Kara had been missing since she left Belton High School on May 4, 2007. Her skull was found April 4 in a rock quarry about nine miles from her high school — the day after someone foraging for mushrooms in the same quarry, about 20 to 30 yards away, discovered the skeletal remains of 21-year-old Jessica Runions, who went missing in September 2016, Belton Police Department Lt. Brad Swanson tells PEOPLE.

Kansas City PD

Kara’s stepfather, Jim Beckford, tells PEOPLE that it took authorities much longer to identify Kara than Jessica because her remains had been at the site for over 10 years.

“We were told we would never have her back,” Jim says. “When they discovered the remains, that heaviness was lifted. It was a relief. We just knew. I told Rhonda, ‘This is it.’ ”

Kara Had Restraining Order Against Yust

Jessica was last seen on September 8, 2016 while leaving a party with 28-year-old Kylr Yust, who had once been an estranged boyfriend of Kara’s when the pair were teenagers. Jessica’s empty and burned SUV was later found on the side of the road, and Yust was charged with burning her vehicle. He pleaded not guilty and is currently in Jackson County Jail awaiting trial on that charge, says Swanson.

An attorney for Yust could not be reached for comment.

Swanson says both cases are considered homicides. Because the remains were left out in the elements, Swanson says, determining a cause of death “would be next to impossible.”

Yust has not been charged with either homicide.

During the course of Kara’s investigation, Swanson says he received over 400 tips and over 100 alleged sightings of the teen that he and detectives investigated. In one case, he says, he got a call that Kara was living just outside an Amish community in Missouri. “She was married with two kids named Kane and Abel, and she changed her name from Kara to Kari,” he says, describing the false lead.

The cases, he says, are currently under review by the prosecutor’s office.

Kansas City, Mo. Police Department/AP

Kara and Yust dated for nine months in 2007. A week before she went missing, Kara applied for a restraining order against Yust, alleging he was violent towards her.

A ‘Zest for Life’

At the time of her disappearance, Kara was planning a future without Yust.

“She talked about furthering her education,” says stepdad Jim. “She was transforming into a young woman and planning her future and life. Kara was a beautiful girl and had a bright path in front of her.”

“Kara really had a zest for life,” says Rhonda. “She loved people and wanted to be a friend to people and figured everybody deserved a friend. At 17, Kara was mature beyond her years.”

Rhonda says she still keeps her daughter’s room the same as it was when she went missing.

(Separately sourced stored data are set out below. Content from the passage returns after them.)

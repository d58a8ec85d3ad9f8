use std::fs;
use std::path::PathBuf;
use std::sync::Arc;

use anyhow::{bail, Context, Result};
use clap::{Parser, Subcommand};
use podshrink::{
    convert_to_srt, parse_segments, render_transcript, Config, ExtractiveSummarizer, ShrinkDriver,
    ShrinkProgress, TextCleaner, WhitespaceCleaner,
};
use tokio::sync::mpsc;
use tracing::{info, warn};

#[derive(Parser)]
#[command(
    name = "podshrink",
    about = "Transcript shrinking and subtitle conversion for podcast production"
)]
struct Cli {
    /// Config file (TOML, extension omitted)
    #[arg(long, default_value = "config/podshrink")]
    config: String,

    #[command(subcommand)]
    command: Command,
}

#[derive(Subcommand)]
enum Command {
    /// Reduce a timestamped transcript to a smaller set of refined segments
    Shrink {
        /// Transcript file to read
        input: PathBuf,

        /// Where to write the reduced transcript (stdout if omitted)
        #[arg(short, long)]
        output: Option<PathBuf>,

        /// Emit refined segments as JSON instead of plain text
        #[arg(long)]
        json: bool,
    },

    /// Convert a transcript to SRT subtitles
    Convert {
        /// Transcript file to read
        input: PathBuf,

        /// Where to write the .srt file (next to the input if omitted)
        #[arg(short, long)]
        output: Option<PathBuf>,
    },
}

#[tokio::main]
async fn main() -> Result<()> {
    tracing_subscriber::fmt::init();

    let cli = Cli::parse();
    let cfg = Config::load(&cli.config)?;

    match cli.command {
        Command::Shrink {
            input,
            output,
            json,
        } => run_shrink(cfg, input, output, json).await,
        Command::Convert { input, output } => run_convert(input, output),
    }
}

async fn run_shrink(
    cfg: Config,
    input: PathBuf,
    output: Option<PathBuf>,
    json: bool,
) -> Result<()> {
    let raw = fs::read_to_string(&input)
        .with_context(|| format!("Failed to read transcript: {}", input.display()))?;

    let cleaner = WhitespaceCleaner;
    let segments = parse_segments(&cleaner.clean(&raw));

    if segments.is_empty() {
        warn!(
            "No timestamped segments found in {}; nothing to shrink",
            input.display()
        );
        return Ok(());
    }

    info!("Loaded {} segments from {}", segments.len(), input.display());

    let driver = ShrinkDriver::new(cfg.shrink, Arc::new(ExtractiveSummarizer))?;

    let (tx, mut rx) = mpsc::unbounded_channel::<ShrinkProgress>();
    let progress_task = tokio::spawn(async move {
        while let Some(event) = rx.recv().await {
            info!("[{:>3.0}%] {}", event.fraction * 100.0, event.status);
        }
    });

    let outcome = driver.run(&segments, Some(tx)).await;
    progress_task
        .await
        .context("Progress reporting task panicked")?;

    let rendered = if json {
        let mut body = serde_json::to_string_pretty(&outcome.refined)?;
        body.push('\n');
        body
    } else {
        render_transcript(&outcome.refined)
    };

    write_output(&rendered, output.as_deref())?;

    // Partial results have already been written; the halt reason still
    // fails the command so scripts notice.
    if let Some(halt) = &outcome.halt {
        bail!("shrink incomplete: {}", halt);
    }

    info!(
        "Shrink complete: {} refined segments from {} windows",
        outcome.refined.len(),
        outcome.windows_total
    );

    Ok(())
}

fn run_convert(input: PathBuf, output: Option<PathBuf>) -> Result<()> {
    let raw = fs::read_to_string(&input)
        .with_context(|| format!("Failed to read transcript: {}", input.display()))?;

    let srt = convert_to_srt(&raw)
        .with_context(|| format!("Failed to convert {}", input.display()))?;

    let target = output.unwrap_or_else(|| input.with_extension("srt"));
    fs::write(&target, srt)
        .with_context(|| format!("Failed to write SRT file: {}", target.display()))?;

    info!("Wrote {}", target.display());

    Ok(())
}

fn write_output(body: &str, output: Option<&std::path::Path>) -> Result<()> {
    match output {
        Some(path) => {
            fs::write(path, body)
                .with_context(|| format!("Failed to write output: {}", path.display()))?;
            info!("Wrote {}", path.display());
        }
        None => print!("{}", body),
    }
    Ok(())
}
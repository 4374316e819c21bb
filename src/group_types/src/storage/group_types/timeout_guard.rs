//! Advisory slow-operation warnings around store calls.

use std::future::Future;
use std::time::Duration;

use tokio::time::Instant;
use tracing::warn;

/// Await `future` to completion, logging once if it runs past `threshold`.
///
/// The future is never cancelled; it always completes or fails on its own.
pub async fn with_slow_warning<F, T>(operation: &str, threshold: Duration, future: F) -> T
where
    F: Future<Output = T>,
{
    let started = Instant::now();
    tokio::pin!(future);

    let deadline = tokio::time::sleep(threshold);
    tokio::pin!(deadline);

    tokio::select! {
        biased;
        output = &mut future => return output,
        _ = &mut deadline => {
            warn!(
                operation,
                elapsed_ms = started.elapsed().as_millis() as u64,
                "group type operation is taking longer than expected"
            );
        }
    }

    future.await
}

#[cfg(test)]
mod tests {
    use super::*;

    #[tokio::test(start_paused = true)]
    async fn test_fast_operation_returns_value() {
        let value = with_slow_warning("fast", Duration::from_secs(1), async { 7 }).await;
        assert_eq!(value, 7);
    }

    #[tokio::test(start_paused = true)]
    async fn test_slow_operation_is_not_cancelled() {
        let started = Instant::now();
        let value = with_slow_warning("slow", Duration::from_millis(10), async {
            tokio::time::sleep(Duration::from_secs(5)).await;
            "done"
        })
        .await;

        assert_eq!(value, "done");
        assert!(started.elapsed() >= Duration::from_secs(5));
    }

    #[tokio::test(start_paused = true)]
    async fn test_errors_pass_through() {
        let result: Result<(), &str> =
            with_slow_warning("failing", Duration::from_millis(10), async { Err("boom") }).await;
        assert_eq!(result, Err("boom"));
    }
}
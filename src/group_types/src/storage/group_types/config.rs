//! Configuration for the group type manager.

use std::time::Duration;

use serde::{Deserialize, Serialize};
use typed_builder::TypedBuilder;

use super::error::{GroupTypeError, GroupTypeResult};

/// Configuration for group type caching and diagnostics.
///
/// # Example
///
/// ```rust,ignore
/// let config = GroupTypeManagerConfig::builder()
///     .cache_max_age_ms(30_000)
///     .cache_max_projects(10_000)
///     .slow_operation_warning_ms(10_000)
///     .build();
/// config.validate()?;
/// ```
#[derive(Clone, Debug, PartialEq, Eq, TypedBuilder, Serialize, Deserialize)]
pub struct GroupTypeManagerConfig {
    /// Maximum age of a cached project mapping, in milliseconds.
    ///
    /// Older entries are ignored and refetched from the store.
    ///
    /// Default: 30 seconds
    #[serde(default = "GroupTypeManagerConfig::default_cache_max_age_ms")]
    pub cache_max_age_ms: u64,

    /// Maximum number of projects whose mapping is kept in memory.
    ///
    /// Least recently used projects are evicted past this bound.
    ///
    /// Default: 10 000
    #[serde(default = "GroupTypeManagerConfig::default_cache_max_projects")]
    pub cache_max_projects: usize,

    /// Store calls running longer than this many milliseconds log a warning.
    ///
    /// The call itself is never cancelled.
    ///
    /// Default: 10 seconds
    #[serde(default = "GroupTypeManagerConfig::default_slow_operation_warning_ms")]
    pub slow_operation_warning_ms: u64,
}

impl GroupTypeManagerConfig {
    pub const DEFAULT_CACHE_MAX_AGE_MS: u64 = 30_000;
    pub const DEFAULT_CACHE_MAX_PROJECTS: usize = 10_000;
    pub const DEFAULT_SLOW_OPERATION_WARNING_MS: u64 = 10_000;

    pub fn default_cache_max_age_ms() -> u64 {
        Self::DEFAULT_CACHE_MAX_AGE_MS
    }

    pub fn default_cache_max_projects() -> usize {
        Self::DEFAULT_CACHE_MAX_PROJECTS
    }

    pub fn default_slow_operation_warning_ms() -> u64 {
        Self::DEFAULT_SLOW_OPERATION_WARNING_MS
    }

    /// Parse a configuration from JSON, filling absent fields with defaults.
    pub fn from_json(json: &str) -> GroupTypeResult<Self> {
        let config: Self = serde_json::from_str(json)?;
        config.validate()?;
        Ok(config)
    }

    /// Check that every bound is usable.
    pub fn validate(&self) -> GroupTypeResult<()> {
        if self.cache_max_age_ms == 0 {
            return Err(GroupTypeError::invalid_config(
                "cache_max_age_ms must be greater than zero",
            ));
        }
        if self.cache_max_projects == 0 {
            return Err(GroupTypeError::invalid_config(
                "cache_max_projects must be greater than zero",
            ));
        }
        if self.slow_operation_warning_ms == 0 {
            return Err(GroupTypeError::invalid_config(
                "slow_operation_warning_ms must be greater than zero",
            ));
        }
        Ok(())
    }

    pub fn cache_max_age(&self) -> Duration {
        Duration::from_millis(self.cache_max_age_ms)
    }

    pub fn slow_operation_warning(&self) -> Duration {
        Duration::from_millis(self.slow_operation_warning_ms)
    }
}

impl Default for GroupTypeManagerConfig {
    fn default() -> Self {
        Self {
            cache_max_age_ms: Self::DEFAULT_CACHE_MAX_AGE_MS,
            cache_max_projects: Self::DEFAULT_CACHE_MAX_PROJECTS,
            slow_operation_warning_ms: Self::DEFAULT_SLOW_OPERATION_WARNING_MS,
        }
    }
}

“What my son says is, even if we cleared it out it would still be Kara’s room,” she says. “We didn’t feel Kara would come home one day but we couldn’t really move until we had the finalization and brought her home.”

Jim says he will always remember the last time he saw her at the drive-thru at Popeyes.

“She had on her purple shirt and her Popeyes chicken visor, and she was hanging out the window with that smile on her face and that glisten in her eye,” he says.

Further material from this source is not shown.